The new method uses two delivery tools injected directly into the body. One carries CRISPR-Cas9, the gene-editing tool often described as molecular scissors. The second carries the new DNA sequence needed to produce cancer-fighting CAR-T cells at the targeted site. That precision distinguishes the approach from the conventional method, which uses viruses to insert DNA randomly into the genome.
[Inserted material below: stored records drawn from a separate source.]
use std::ffi::OsString;
use std::path::PathBuf;

pub const DEFAULT_FILE_NAME: &str = "todos.json";

/// Where the todo list lives and how it is guarded.
#[derive(Debug, Clone, PartialEq, Eq)]
pub struct StoreConfig {
    /// Path of the JSON file. Relative paths resolve against the working directory.
    pub path: PathBuf,
    /// Hold an advisory lock on `<path>.lock` for each read-modify-write cycle.
    pub lock: bool,
}

impl Default for StoreConfig {
    fn default() -> Self {
        Self {
            path: PathBuf::from(DEFAULT_FILE_NAME),
            lock: false,
        }
    }
}

impl StoreConfig {
    pub fn new(path: Option<PathBuf>) -> Self {
        Self {
            path: path.unwrap_or_else(|| PathBuf::from(DEFAULT_FILE_NAME)),
            ..Self::default()
        }
    }

    pub fn with_lock(mut self, lock: bool) -> Self {
        self.lock = lock;
        self
    }

    pub fn lock_path(&self) -> PathBuf {
        let mut name: OsString = self.path.clone().into_os_string();
        name.push(".lock");
        PathBuf::from(name)
    }
}

#[cfg(test)]
mod tests {
    use super::*;

    #[test]
    fn test_default_is_todos_json_in_working_dir() {
        let config = StoreConfig::new(None);
        assert_eq!(config.path, PathBuf::from("todos.json"));
        assert!(!config.lock);
        assert_eq!(config, StoreConfig::default());
    }

    #[test]
    fn test_lock_path_sits_next_to_store() {
        let config = StoreConfig::new(Some(PathBuf::from("/tmp/work/list.json"))).with_lock(true);
        assert!(config.lock);
        assert_eq!(config.lock_path(), PathBuf::from("/tmp/work/list.json.lock"));
    }
}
Co-first authors William Nyberg, PhD, and Pierre-Louis Bernard, PhD, both UCSF postdoctoral fellows, led experiments in mice engineered to carry human-like immune systems. In aggressive leukemia models, the single injection cleared cancer in nearly every animal within two weeks. In some organs, the in vivo-produced CAR-T cells made up as much as 40% of all immune cells, clearing cancer from both the bone marrow and spleen. The method also proved effective against multiple myeloma and a solid sarcoma tumor, a result researchers called especially significant because solid tumors have historically resisted CAR-T therapy.

The cells produced inside the body did not merely match their lab-manufactured counterparts. "What was especially remarkable was that the cells we're generating in vivo actually look better than what we make in the lab," Eyquem said. The immune response in treated mice started earlier and grew stronger than with older methods, and in some cases the number of cancer-fighting cells expanded many times faster. When researchers reintroduced cancer into mice that had already been treated, the immune system recognized and controlled it again, demonstrating immunological memory.

The research involved collaborators from the Gladstone-UCSF Institute of Genomic Immunology, the Innovative Genomics Institute, including Jennifer A. Doudna, PhD, and Jennifer R. Hamilton, PhD, and Duke University. The full UCSF author list spans more than two dozen researchers across the institution.

Scientists said they hope the approach will eventually yield an off-the-shelf therapy, delivered like a vaccine, that could be administered to any patient with the same condition without requiring personalized manufacturing. "I think this is just the beginning of a big wave of new therapies that will be truly transformational and save a lot of lives," Eyquem said. The study remains preclinical; all reported results come from mouse models, and no human clinical trial data were included in the published findings.